Recommending Music with Waveform-based Architectures
In this talk we discuss deep models that use waveform representations as input to estimate an embedded space where distances become meaningful when recommending music. Such space is initially produced by analyzing listener behavior, thus becoming a powerful tool to recommend the most popular content in a given music catalog but weak in terms of addressing the so-called "cold start problem," i.e., to recommend content that has spun infrequently or never at all and thus, has little listener behavior data associated with it. We show how, given enough data, deep waveform-based architectures  can estimate such spaces more accurately than spectrogram-based ones. Moreover, by using other sources of data (e.g., human labeled music attributes such as the ones in the Music Genome Project) with late-fusion multimodal networks , we achieve higher accuracy when predicting these embedded spaces. Finally, several musical examples are explored to further illustrate the recommendation results.

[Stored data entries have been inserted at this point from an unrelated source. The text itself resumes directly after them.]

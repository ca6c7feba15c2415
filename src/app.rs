use crate::board::{self, DayRef};
use crate::clipboard::{ButtonFeedback, DayClipboard};
use crate::config::Config;
use crate::models::{Day, EditorTarget, InputMode, Month, Task, TaskField, Week, default_board};
use crate::storage::{self, FileMirror, RemoteSettings};
use crate::sync::{SyncCompletion, SyncEngine};
use chrono::{DateTime, Duration, Local};
use std::sync::mpsc::Receiver;
use tui_textarea::{CursorMove, TextArea};

const TOAST_SECONDS: i64 = 3;

/// Popup form for one task; one text area per field.
pub struct TaskEditor<'a> {
    pub at: DayRef,
    pub task_id: String,
    pub field: TaskField,
    pub inputs: Vec<TextArea<'a>>,
}

impl<'a> TaskEditor<'a> {
    pub fn new(at: DayRef, task: &Task) -> Self {
        let inputs = TaskField::all()
            .iter()
            .map(|field| {
                let value = match field {
                    TaskField::Text => task.text.clone(),
                    TaskField::Time => task.time.clone(),
                    TaskField::Url => task.url.clone().unwrap_or_default(),
                    TaskField::Notes => task.notes.clone().unwrap_or_default(),
                };
                let mut textarea =
                    TextArea::from(value.split('\n').map(str::to_string).collect::<Vec<_>>());
                textarea.move_cursor(CursorMove::Bottom);
                textarea.move_cursor(CursorMove::End);
                textarea
            })
            .collect();
        Self {
            at,
            task_id: task.id.clone(),
            field: TaskField::Text,
            inputs,
        }
    }

    fn index(field: TaskField) -> usize {
        TaskField::all()
            .iter()
            .position(|f| *f == field)
            .unwrap_or(0)
    }

    pub fn active_mut(&mut self) -> Option<&mut TextArea<'a>> {
        self.inputs.get_mut(Self::index(self.field))
    }

    pub fn input(&self, field: TaskField) -> Option<&TextArea<'a>> {
        self.inputs.get(Self::index(field))
    }

    pub fn value(&self, field: TaskField) -> String {
        self.input(field)
            .map(|textarea| textarea.lines().join("\n"))
            .unwrap_or_default()
    }

    pub fn next_field(&mut self) {
        self.field = self.field.next();
    }

    pub fn prev_field(&mut self) {
        let all = TaskField::all();
        let i = Self::index(self.field);
        self.field = all[(i + all.len() - 1) % all.len()];
    }

    /// Applies the form to `task`. Text and time are single-line fields.
    pub fn apply_to(&self, task: &mut Task) {
        let text = self.value(TaskField::Text).replace('\n', " ");
        if !text.trim().is_empty() {
            task.text = text.trim().to_string();
        }
        let time = self.value(TaskField::Time).replace('\n', " ");
        task.time = time.trim().to_string();
        task.url = Some(self.value(TaskField::Url).trim().to_string());
        task.notes = Some(self.value(TaskField::Notes));
    }
}

pub struct NotesEditor<'a> {
    pub month_id: String,
    pub week_id: String,
    pub textarea: TextArea<'a>,
}

#[derive(Clone, Copy, PartialEq, Eq, Debug)]
pub enum RemoteField {
    Id,
    Token,
}

/// Gist id and token entry.
pub struct RemoteForm<'a> {
    pub focus: RemoteField,
    pub id_input: TextArea<'a>,
    pub token_input: TextArea<'a>,
}

impl<'a> RemoteForm<'a> {
    pub fn new(settings: &RemoteSettings) -> Self {
        let mut token_input = TextArea::from([settings.token.clone()]);
        token_input.set_mask_char('•');
        token_input.move_cursor(CursorMove::End);
        let mut id_input = TextArea::from([settings.remote_id.clone()]);
        id_input.move_cursor(CursorMove::End);
        Self {
            focus: RemoteField::Id,
            id_input,
            token_input,
        }
    }

    pub fn toggle_focus(&mut self) {
        self.focus = match self.focus {
            RemoteField::Id => RemoteField::Token,
            RemoteField::Token => RemoteField::Id,
        };
    }

    pub fn active_mut(&mut self) -> &mut TextArea<'a> {
        match self.focus {
            RemoteField::Id => &mut self.id_input,
            RemoteField::Token => &mut self.token_input,
        }
    }

    pub fn settings(&self) -> RemoteSettings {
        RemoteSettings {
            remote_id: self.id_input.lines().concat().trim().to_string(),
            token: self.token_input.lines().concat().trim().to_string(),
            ..Default::default()
        }
    }
}

pub struct App<'a> {
    pub input_mode: InputMode,
    pub engine: SyncEngine<FileMirror>,
    pub remote: RemoteSettings,
    pub sync_receiver: Option<Receiver<SyncCompletion>>,
    pub clipboard: DayClipboard,
    pub feedback: ButtonFeedback,

    // Board selection
    pub month_index: usize,
    pub week_index: usize,
    pub day_index: usize,
    pub task_index: usize,

    pub task_editor: Option<TaskEditor<'a>>,
    pub notes_editor: Option<NotesEditor<'a>>,

    pub show_help_popup: bool,
    pub show_fetch_confirm: bool,
    pub show_save_popup: bool,
    pub show_data_popup: bool,
    pub show_clear_confirm: bool,
    pub paste_target: Option<DayRef>,
    pub delete_target: Option<(DayRef, String)>,
    pub remote_form: Option<RemoteForm<'a>>,
    pub import_input: Option<TextArea<'a>>,

    pub toast_message: Option<String>,
    pub toast_expiry: Option<DateTime<Local>>,
    pub should_quit: bool,

    pub config: Config,
}

impl<'a> App<'a> {
    pub fn new(config: Config) -> App<'a> {
        Self::with_env_token(config, storage::env_token())
    }

    /// Builds the app with an explicit fallback token instead of reading the environment.
    pub fn with_env_token(config: Config, env_token: Option<String>) -> App<'a> {
        let mirror = FileMirror::new(&config.data.data_dir);
        let engine = SyncEngine::load(mirror, default_board(config.board.months));
        let remote = RemoteSettings::load_with_env(engine.mirror(), env_token);
        let feedback = ButtonFeedback::new(config.board.feedback_millis);

        let today_month = Local::now().format("%B-%Y").to_string().to_lowercase();
        let month_index = engine
            .data()
            .iter()
            .position(|m| m.id == today_month)
            .unwrap_or(0);

        App {
            input_mode: InputMode::Navigate,
            engine,
            remote,
            sync_receiver: None,
            clipboard: DayClipboard::default(),
            feedback,
            month_index,
            week_index: 0,
            day_index: 0,
            task_index: 0,
            task_editor: None,
            notes_editor: None,
            show_help_popup: false,
            show_fetch_confirm: false,
            show_save_popup: false,
            show_data_popup: false,
            show_clear_confirm: false,
            paste_target: None,
            delete_target: None,
            remote_form: None,
            import_input: None,
            toast_message: None,
            toast_expiry: None,
            should_quit: false,
            config,
        }
    }

    pub fn toast(&mut self, message: impl Into<String>) {
        self.toast_message = Some(message.into());
        self.toast_expiry = Some(Local::now() + Duration::seconds(TOAST_SECONDS));
    }

    pub fn quit(&mut self) {
        self.should_quit = true;
    }

    pub fn transition_to(&mut self, mode: InputMode) {
        self.input_mode = mode;
        if mode == InputMode::Navigate {
            self.task_editor = None;
            self.notes_editor = None;
        }
    }

    pub fn editor_target(&self) -> Option<EditorTarget> {
        if self.task_editor.is_some() {
            Some(EditorTarget::Task)
        } else if self.notes_editor.is_some() {
            Some(EditorTarget::WeeklyNotes)
        } else {
            None
        }
    }

    pub fn current_month(&self) -> Option<&Month> {
        self.engine.data().get(self.month_index)
    }

    pub fn current_week(&self) -> Option<&Week> {
        self.current_month()?.weeks.get(self.week_index)
    }

    pub fn current_day_ref(&self) -> Option<DayRef> {
        let month = self.current_month()?;
        let week = month.weeks.get(self.week_index)?;
        week.days
            .get(self.day_index)
            .map(|_| DayRef::new(&month.id, &week.id, self.day_index))
    }

    pub fn current_day(&self) -> Option<&Day> {
        self.current_week()?.days.get(self.day_index)
    }

    pub fn selected_task(&self) -> Option<&Task> {
        self.current_day()?.todos.get(self.task_index)
    }

    pub fn is_busy(&self) -> bool {
        self.engine.is_busy()
    }

    pub fn next_month(&mut self) {
        if self.month_index + 1 < self.engine.data().len() {
            self.select_month(self.month_index + 1);
        }
    }

    pub fn prev_month(&mut self) {
        if self.month_index > 0 {
            self.select_month(self.month_index - 1);
        }
    }

    /// Switching months always lands on the first week.
    fn select_month(&mut self, index: usize) {
        self.month_index = index;
        self.week_index = 0;
        self.day_index = 0;
        self.task_index = 0;
    }

    pub fn next_week(&mut self) {
        let weeks = self.current_month().map_or(0, |m| m.weeks.len());
        if self.week_index + 1 < weeks {
            self.week_index += 1;
            self.day_index = 0;
            self.task_index = 0;
        } else if self.month_index + 1 < self.engine.data().len() {
            self.select_month(self.month_index + 1);
        }
    }

    pub fn prev_week(&mut self) {
        if self.week_index > 0 {
            self.week_index -= 1;
            self.day_index = 0;
            self.task_index = 0;
        } else if self.month_index > 0 {
            self.select_month(self.month_index - 1);
            let weeks = self.current_month().map_or(0, |m| m.weeks.len());
            self.week_index = weeks.saturating_sub(1);
        }
    }

    pub fn move_day(&mut self, forward: bool) {
        let days = self.current_week().map_or(0, |w| w.days.len());
        if days == 0 {
            return;
        }
        self.day_index = if forward {
            (self.day_index + 1).min(days - 1)
        } else {
            self.day_index.saturating_sub(1)
        };
        self.task_index = 0;
    }

    pub fn move_task(&mut self, down: bool) {
        let tasks = self.current_day().map_or(0, |d| d.todos.len());
        if tasks == 0 {
            self.task_index = 0;
            return;
        }
        self.task_index = if down {
            (self.task_index + 1).min(tasks - 1)
        } else {
            self.task_index.saturating_sub(1)
        };
    }

    /// Pulls every index back into range after the board was replaced.
    pub fn clamp_selection(&mut self) {
        let months = self.engine.data().len();
        self.month_index = self.month_index.min(months.saturating_sub(1));
        let weeks = self.current_month().map_or(0, |m| m.weeks.len());
        self.week_index = self.week_index.min(weeks.saturating_sub(1));
        let days = self.current_week().map_or(0, |w| w.days.len());
        self.day_index = self.day_index.min(days.saturating_sub(1));
        let tasks = self.current_day().map_or(0, |d| d.todos.len());
        self.task_index = self.task_index.min(tasks.saturating_sub(1));
    }

    pub fn weekly_notes(&self) -> &str {
        match (self.current_month(), self.current_week()) {
            (Some(month), Some(week)) => board::weekly_notes(self.engine.data(), &month.id, &week.id),
            _ => "",
        }
    }
}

 Pons, J., Nieto, O., Prockup, M., Schmidt, E., Ehmann, A., Serra, X., End-to-End Learning for Music Audio Tagging at Scale. Proc. of the 19th International Society for Music Information Retrieval Conference (ISMIR). Paris, France, 2018
 Oramas, S., Barbieri, F., Nieto, O., Serra, X., Multimodal Deep Learning for Music Genre Classification. Transactions of the International Society for Music Information Retrieval (TISMIR). 2018
Oriol Nieto is a Senior Scientist at Pandora, where he aims at improving the long tail music recommendations. Prior to that, he defended his Ph.D Dissertation in the Music and Audio Research Lab at NYU focusing on the automatic analysis of structure in music. He holds an M.A. in Music, Science, and Technology from the Center for Computer Research in Music and Acoustics at Stanford University, an M.S. in Information Theories from the Music Technology Group at Pompeu Fabra University, and a Bachelor’s degree in Computer Science from the Polytechnic University of Catalonia. His research focuses on music information retrieval, large scale recommendation systems, and machine learning with especial emphasis on deep architectures. Oriol plays guitar, violin, and sings (and screams) in his spare time.